I have a few friends who have told me for years that they're not settling for just anybody and guess what? They are in deed single! Every single one of them! Male and female both because it doesn't matter. If you have these expectations in your mind that are not achievable, you will be single. What they tell themselves are just excuses on why they're not married or in a serious relationship. I'm looking for a spouse who can bring to the table more than me or equal equation is what I hear. They're not what I'm looking for because they had 4 drinks during our date and I think it's a sign of being an alcoholic! They're not attractive but other than that they would be okay. Or the best one... they're just too nice. I know you've heard that one before from someone you know. Maybe it has even come out of your own mouth. LOL... I'm guilty of this myself to be honest but these are just excuses that we tell ourselves which block a potentially healthy happy union. You will settle on something in your relationship because there are no perfect people and that includes you. You are not perfect because we all have flaws and we all at some point will get on someones nerves. Even our children which we love unconditionally will test your patients and do things we will disagree with. So keeping that in mind, I'll ask you this.. if you already know that there are no perfect people then why would you block yourself from potentially being happy with someone good enough? If your kids aren't perfect and your parents aren't perfect, then why are you searching for someone who doesn't exist? No one is perfect! It's just a matter of having a few criteria that your mate must meet and that's it. It's that simple and invest time in yourself to get to be a better you for the complete package. The reason I threw that in there is because even if you find someone that makes you happy and you're comfortable in your situation there will come a time when you become complacent with the repetition of the relationship which will lead to you being "bored".
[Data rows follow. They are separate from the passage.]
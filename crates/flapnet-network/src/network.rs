//! Fixed-topology feed-forward network.
//!
//! A [`NeuralNetwork`] is a stack of fully connected layers with a sigmoid
//! activation and a single shared bias per layer transition. Networks are
//! value-like: the genetic operators ([`NeuralNetwork::copy_and_mutate`] and
//! [`NeuralNetwork::crossover`]) always build a new instance and never touch
//! their inputs.
//!
//! # Weight Layout
//!
//! Transition `l` connects `layer_sizes[l]` inputs to `layer_sizes[l + 1]`
//! outputs and stores its weights in one flat array, row-major by output:
//! the weight from input `j` to output `i` lives at `i * layer_sizes[l] + j`.
//!
//! # Persistence
//!
//! The type implements `Serialize`/`Deserialize`. Deserialization checks that
//! the arrays match the declared topology, so a loaded network is always safe
//! to run.

use rand::Rng;
use rand_distr::StandardNormal;
use serde::{Deserialize, Serialize};

use crate::{
    activation::sigmoid,
    fingerprint::{self, Fingerprint},
};

/// Error returned when persisted network data does not describe a valid network.
#[derive(Debug, Clone, PartialEq, Eq, derive_more::Display, derive_more::Error)]
pub enum ShapeError {
    #[display("network needs at least 2 layers, got {_0}")]
    TooFewLayers(#[error(not(source))] usize),
    #[display("layer {_0} has zero units")]
    EmptyLayer(#[error(not(source))] usize),
    #[display("expected {expected} weight arrays, got {actual}")]
    WeightLayerCount { expected: usize, actual: usize },
    #[display("expected {expected} biases, got {actual}")]
    BiasCount { expected: usize, actual: usize },
    #[display("weight array {layer} has {actual} entries, expected {expected}")]
    WeightCount {
        layer: usize,
        expected: usize,
        actual: usize,
    },
}

/// A feed-forward neural network with a fixed topology.
#[derive(Debug, Clone, PartialEq, Serialize, Deserialize)]
#[serde(try_from = "NetworkData")]
pub struct NeuralNetwork {
    layer_sizes: Vec<usize>,
    weights: Vec<Vec<f64>>,
    biases: Vec<f64>,
    gene: Fingerprint,
}

/// Unchecked wire representation, validated into a [`NeuralNetwork`].
#[derive(Deserialize)]
struct NetworkData {
    layer_sizes: Vec<usize>,
    weights: Vec<Vec<f64>>,
    biases: Vec<f64>,
    gene: Fingerprint,
}

impl TryFrom<NetworkData> for NeuralNetwork {
    type Error = ShapeError;

    fn try_from(data: NetworkData) -> Result<Self, Self::Error> {
        let NetworkData {
            layer_sizes,
            weights,
            biases,
            gene,
        } = data;
        check_topology(&layer_sizes)?;

        let transitions = layer_sizes.len() - 1;
        if weights.len() != transitions {
            return Err(ShapeError::WeightLayerCount {
                expected: transitions,
                actual: weights.len(),
            });
        }
        if biases.len() != transitions {
            return Err(ShapeError::BiasCount {
                expected: transitions,
                actual: biases.len(),
            });
        }
        for (layer, (w, sizes)) in weights.iter().zip(layer_sizes.windows(2)).enumerate() {
            let expected = sizes[0] * sizes[1];
            if w.len() != expected {
                return Err(ShapeError::WeightCount {
                    layer,
                    expected,
                    actual: w.len(),
                });
            }
        }

        Ok(Self {
            layer_sizes,
            weights,
            biases,
            gene,
        })
    }
}

fn check_topology(layer_sizes: &[usize]) -> Result<(), ShapeError> {
    if layer_sizes.len() < 2 {
        return Err(ShapeError::TooFewLayers(layer_sizes.len()));
    }
    if let Some(layer) = layer_sizes.iter().position(|&n| n == 0) {
        return Err(ShapeError::EmptyLayer(layer));
    }
    Ok(())
}

impl NeuralNetwork {
    /// Creates a network with zero weights and a random bias in `[-1, 1]` per layer.
    ///
    /// The network receives a fresh fingerprint of
    /// [`fingerprint::DEFAULT_LENGTH`] bits.
    ///
    /// # Panics
    ///
    /// Panics if `layer_sizes` has fewer than two entries or contains a zero.
    pub fn new<R>(layer_sizes: &[usize], rng: &mut R) -> Self
    where
        R: Rng + ?Sized,
    {
        if let Err(e) = check_topology(layer_sizes) {
            panic!("invalid network topology {layer_sizes:?}: {e}");
        }
        let weights = layer_sizes
            .windows(2)
            .map(|sizes| vec![0.0; sizes[0] * sizes[1]])
            .collect();
        let biases = (1..layer_sizes.len())
            .map(|_| rng.random_range(-1.0..=1.0))
            .collect();
        Self {
            layer_sizes: layer_sizes.to_vec(),
            weights,
            biases,
            gene: Fingerprint::generate(fingerprint::DEFAULT_LENGTH, rng),
        }
    }

    /// Returns the number of units in each layer, input layer first.
    #[must_use]
    pub fn layer_sizes(&self) -> &[usize] {
        &self.layer_sizes
    }

    /// Returns the flat weight array of every layer transition.
    #[must_use]
    pub fn weights(&self) -> &[Vec<f64>] {
        &self.weights
    }

    /// Returns the bias of every layer transition.
    #[must_use]
    pub fn biases(&self) -> &[f64] {
        &self.biases
    }

    /// Returns the lineage fingerprint.
    #[must_use]
    pub fn gene(&self) -> &Fingerprint {
        &self.gene
    }

    /// Returns the number of inputs [`Self::predict`] expects.
    #[must_use]
    pub fn input_len(&self) -> usize {
        self.layer_sizes[0]
    }

    /// Runs a forward pass and returns the first unit of the output layer.
    ///
    /// # Panics
    ///
    /// Panics if `input.len()` differs from [`Self::input_len`].
    #[must_use]
    pub fn predict(&self, input: &[f64]) -> f64 {
        assert_eq!(
            input.len(),
            self.input_len(),
            "input length does not match network input layer"
        );
        let mut current = input.to_vec();
        for ((weights, bias), sizes) in self
            .weights
            .iter()
            .zip(&self.biases)
            .zip(self.layer_sizes.windows(2))
        {
            let (fan_in, fan_out) = (sizes[0], sizes[1]);
            current = (0..fan_out)
                .map(|i| {
                    let row = &weights[i * fan_in..(i + 1) * fan_in];
                    let sum = bias + row.iter().zip(&current).map(|(w, x)| w * x).sum::<f64>();
                    sigmoid(sum)
                })
                .collect();
        }
        current[0]
    }

    /// Returns a copy with every weight and bias perturbed by `N(0, 1) * rate`.
    ///
    /// The copy receives a mutated fingerprint that differs from this one.
    #[must_use]
    pub fn copy_and_mutate<R>(&self, rate: f64, rng: &mut R) -> Self
    where
        R: Rng + ?Sized,
    {
        let mut perturb = |v: f64| v + rng.sample::<f64, _>(StandardNormal) * rate;
        let weights = self
            .weights
            .iter()
            .map(|layer| layer.iter().map(|&w| perturb(w)).collect())
            .collect();
        let biases = self.biases.iter().map(|&b| perturb(b)).collect();
        Self {
            layer_sizes: self.layer_sizes.clone(),
            weights,
            biases,
            gene: self.gene.mutate(rng),
        }
    }

    /// Creates a child by single-point crossover of each weight array.
    ///
    /// For every layer transition a split index is drawn uniformly from
    /// `0..len`; weights before it come from `self`, the rest from `partner`.
    /// Each bias is taken from either parent with equal probability.
    ///
    /// # Panics
    ///
    /// Panics if the two networks have different topologies.
    #[must_use]
    pub fn crossover<R>(&self, partner: &Self, rng: &mut R) -> Self
    where
        R: Rng + ?Sized,
    {
        assert_eq!(
            self.layer_sizes, partner.layer_sizes,
            "crossover requires identical topologies"
        );

        let mut weights = Vec::with_capacity(self.weights.len());
        let mut biases = Vec::with_capacity(self.biases.len());
        for (layer, (mine, theirs)) in self.weights.iter().zip(&partner.weights).enumerate() {
            let split = rng.random_range(0..mine.len());
            let mut child = Vec::with_capacity(mine.len());
            child.extend_from_slice(&mine[..split]);
            child.extend_from_slice(&theirs[split..]);
            weights.push(child);

            biases.push(if rng.random_bool(0.5) {
                self.biases[layer]
            } else {
                partner.biases[layer]
            });
        }

        let gene = self.gene.combine(&partner.gene).unwrap_or_else(|| {
            log::warn!(
                "fingerprint length mismatch in crossover ({} vs {}), assigning a fresh one",
                self.gene,
                partner.gene
            );
            Fingerprint::generate(self.gene.len(), rng)
        });

        Self {
            layer_sizes: self.layer_sizes.clone(),
            weights,
            biases,
            gene,
        }
    }
}
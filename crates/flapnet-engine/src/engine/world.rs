use std::collections::VecDeque;

use rand::{Rng as _, SeedableRng as _};
use rand_pcg::Pcg32;

use crate::{
    SimulationConfig,
    core::{Obstacle, Rect},
};

use super::{Actor, Controller, Sensors};

/// A headless game world stepped at a fixed timestep.
///
/// The world owns its actors, its obstacles and its own random generator, so
/// two worlds built from the same seed spawn identical obstacle layouts and
/// diverge only through the actors' decisions.
///
/// # Step Order
///
/// 1. Living actors fall, policy actors decide, pending jumps are applied
/// 2. Actors outside the play field die; the world ends here if none is left
/// 3. Obstacles move left, spawn at the right edge and retire at the left edge
///    (every retirement scores a pass and speeds up the game)
/// 4. Actors overlapping an obstacle die
///
/// # Example
///
/// ```
/// use flapnet_engine::{Controller, SimulationConfig, World};
///
/// let mut world = World::new(SimulationConfig::default(), 42, [Controller::Manual]);
/// while !world.is_terminated() {
///     world.step();
/// }
/// assert!(!world.actors()[0].is_alive());
/// ```
#[derive(Debug, Clone)]
pub struct World {
    config: SimulationConfig,
    rng: Pcg32,
    actors: Vec<Actor>,
    obstacles: VecDeque<Obstacle>,
    score: usize,
    game_speed: f64,
    gap_height: f64,
    steps: u64,
    terminated: bool,
}

impl World {
    /// Creates a world with one actor per controller, all at the start height.
    pub fn new<I>(config: SimulationConfig, seed: u64, controllers: I) -> Self
    where
        I: IntoIterator<Item = Controller>,
    {
        let start_y = config.actor_start_y();
        let actors = controllers
            .into_iter()
            .map(|c| Actor::new(c, start_y))
            .collect::<Vec<_>>();
        let terminated = actors.is_empty();
        Self {
            rng: Pcg32::seed_from_u64(seed),
            actors,
            obstacles: VecDeque::new(),
            score: 0,
            game_speed: config.initial_speed,
            gap_height: config.initial_gap_height,
            steps: 0,
            terminated,
            config,
        }
    }

    #[must_use]
    pub fn config(&self) -> &SimulationConfig {
        &self.config
    }

    #[must_use]
    pub fn actors(&self) -> &[Actor] {
        &self.actors
    }

    #[must_use]
    pub fn actor_mut(&mut self, index: usize) -> Option<&mut Actor> {
        self.actors.get_mut(index)
    }

    /// Obstacles ordered left to right (which is also spawn order).
    pub fn obstacles(&self) -> impl Iterator<Item = &Obstacle> + '_ {
        self.obstacles.iter()
    }

    /// Number of obstacles that have left the screen.
    #[must_use]
    pub fn score(&self) -> usize {
        self.score
    }

    #[must_use]
    pub fn game_speed(&self) -> f64 {
        self.game_speed
    }

    #[must_use]
    pub fn gap_height(&self) -> f64 {
        self.gap_height
    }

    /// Number of steps taken since creation or the last reset.
    #[must_use]
    pub fn steps(&self) -> u64 {
        self.steps
    }

    /// Returns `true` once every actor is dead.
    #[must_use]
    pub fn is_terminated(&self) -> bool {
        self.terminated
    }

    /// Bounding box of an actor at height `y`.
    #[must_use]
    pub fn actor_rect(&self, y: f64) -> Rect {
        actor_rect(&self.config, y)
    }

    /// Returns the first obstacle the actors have not yet fully passed and the
    /// horizontal distance from the actors' left edge to it.
    #[must_use]
    pub fn nearest_obstacle(&self) -> Option<(&Obstacle, f64)> {
        nearest_obstacle(&self.config, &self.obstacles)
    }

    /// Returns what `actor` currently perceives.
    #[must_use]
    pub fn sensors(&self, actor: &Actor) -> Sensors {
        sense(
            &self.config,
            &self.obstacles,
            self.game_speed,
            self.gap_height,
            actor,
        )
    }

    /// Pass count plus a bonus that grows as the nearest obstacle gets closer.
    ///
    /// The bonus is `1 / (|distance| + epsilon)` and breaks ties between
    /// candidates that passed the same number of obstacles.
    #[must_use]
    #[expect(clippy::cast_precision_loss)]
    pub fn fitness(&self) -> f64 {
        let distance = self.nearest_obstacle().map_or(0.0, |(_, d)| d);
        self.score as f64 + 1.0 / (distance.abs() + self.config.proximity_epsilon)
    }

    /// Restores the initial state: every actor alive at the start height, no
    /// obstacles, zero score and initial drift parameters.
    ///
    /// Controllers, godmode flags and the random generator are kept.
    pub fn reset(&mut self) {
        let start_y = self.config.actor_start_y();
        for actor in &mut self.actors {
            actor.reset(start_y);
        }
        self.obstacles.clear();
        self.score = 0;
        self.game_speed = self.config.initial_speed;
        self.gap_height = self.config.initial_gap_height;
        self.steps = 0;
        self.terminated = self.actors.is_empty();
    }

    /// Advances the world by one step. Does nothing once terminated.
    pub fn step(&mut self) {
        if self.terminated {
            return;
        }
        self.steps += 1;

        let Self {
            config,
            actors,
            obstacles,
            game_speed,
            gap_height,
            ..
        } = self;
        for actor in actors.iter_mut() {
            actor.update(config.gravity, config.godmode_floor, |a| {
                sense(config, obstacles, *game_speed, *gap_height, a)
            });
            actor.take_jump(config.jump_threshold, config.jump_velocity);
            if actor.is_alive() && (actor.y() < 0.0 || actor.y() > config.screen_height) {
                actor.kill();
            }
        }
        if self.all_dead() {
            self.terminated = true;
            return;
        }

        self.advance_obstacles();
        self.collide();
        self.terminated = self.all_dead();
    }

    fn all_dead(&self) -> bool {
        self.actors.iter().all(|a| !a.is_alive())
    }

    fn advance_obstacles(&mut self) {
        for obstacle in &mut self.obstacles {
            obstacle.advance(self.game_speed);
        }

        let spawn_line = self.config.screen_width - self.config.obstacle_spacing;
        if self.obstacles.back().is_none_or(|o| o.x() < spawn_line) {
            let free_height =
                self.config.screen_height - 2.0 * self.config.actor_size - self.gap_height;
            let gap_top = self.rng.random::<f64>() * free_height + self.config.actor_size;
            self.obstacles
                .push_back(Obstacle::new(self.config.screen_width, gap_top));
        }

        while self
            .obstacles
            .front()
            .is_some_and(|o| o.x() < -self.config.obstacle_width)
        {
            self.obstacles.pop_front();
            self.score += 1;
            if self.game_speed < self.config.max_speed {
                self.game_speed += self.config.speed_step;
            }
            if self.gap_height > self.config.min_gap_height {
                self.gap_height -= self.config.gap_height_step;
            }
            for actor in &mut self.actors {
                actor.award_pass();
            }
        }
    }

    fn collide(&mut self) {
        for obstacle in &self.obstacles {
            let solids = obstacle.solids(
                self.config.obstacle_width,
                self.gap_height,
                self.config.screen_height,
            );
            for actor in &mut self.actors {
                if !actor.is_alive() {
                    continue;
                }
                let rect = actor_rect(&self.config, actor.y());
                if solids.iter().any(|s| s.overlaps(&rect)) {
                    actor.kill();
                }
            }
        }
    }
}

fn actor_rect(config: &SimulationConfig, y: f64) -> Rect {
    let left = config.actor_left();
    Rect::new(left, left + config.actor_size, y, y + config.actor_size)
}

fn nearest_obstacle<'a>(
    config: &SimulationConfig,
    obstacles: &'a VecDeque<Obstacle>,
) -> Option<(&'a Obstacle, f64)> {
    let left = config.actor_left();
    obstacles
        .iter()
        .find(|o| o.x() + config.obstacle_width >= left)
        .map(|o| (o, o.x() - left))
}

fn sense(
    config: &SimulationConfig,
    obstacles: &VecDeque<Obstacle>,
    game_speed: f64,
    gap_height: f64,
    actor: &Actor,
) -> Sensors {
    let (obstacle_distance, gap_top, gap_bottom) = nearest_obstacle(config, obstacles)
        .map_or((0.0, 0.0, 0.0), |(o, d)| {
            (d, o.gap_top(), o.gap_bottom(gap_height))
        });
    Sensors {
        game_speed,
        actor_y: actor.y(),
        actor_velocity: actor.velocity(),
        obstacle_distance,
        gap_top,
        gap_bottom,
    }
}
Think about it. You become bored with things that are consistent in your life. You change your car or wish for a new one, we change our jobs and even look to change where we live because we want change and seek growth. It's normal but I wouldn't advise changing your spouse if they are a good person out of boredom. It's inevitable that you will become complacent but that doesn't mean that your current situation it's not working. This is why I said you'll need outside interest other than your spouse to be completely happy so I advise to work on yourself and get a hobby. Just a quick observation I've noticed during this blogging thing. I like to look at You Tube tutorials with my daughter (usually for make-up) and one thing I've noticed is that most of the successful girls have rings on and I laugh. I said they became comfortable and picked up a habit and for the most part, these girls are incredibly successful in their You Tube channels. They have the time and invest it in something that they like doing and it paid off because the other part of their lives are comfortable and stable. This goes both ways for men and women. Both sexes can fall into this same category and the message doesn't change. Pick a short list of must haves and stick to them when looking for a partner. If your must haves are vain, then don't feel bad about that. Appearance does matter and despite what we hear, it's important so if that is a deal breaker for you then find you someone who is attractive in your eyes but keep in mind that there will always be someone more attractive and you cannot jump ship for a "better package" because that may be a bad choice. Not all attractively packaged things are good for you!
With that said I hope this little post helped you out some. Remember also that this can go for anything in our lives including jobs. I always suggest getting a hobby in addition to your career. It's healthy and necessary to be a well rounded happy person. Work on yourself and the rest will fall into place. Happy hunting!!!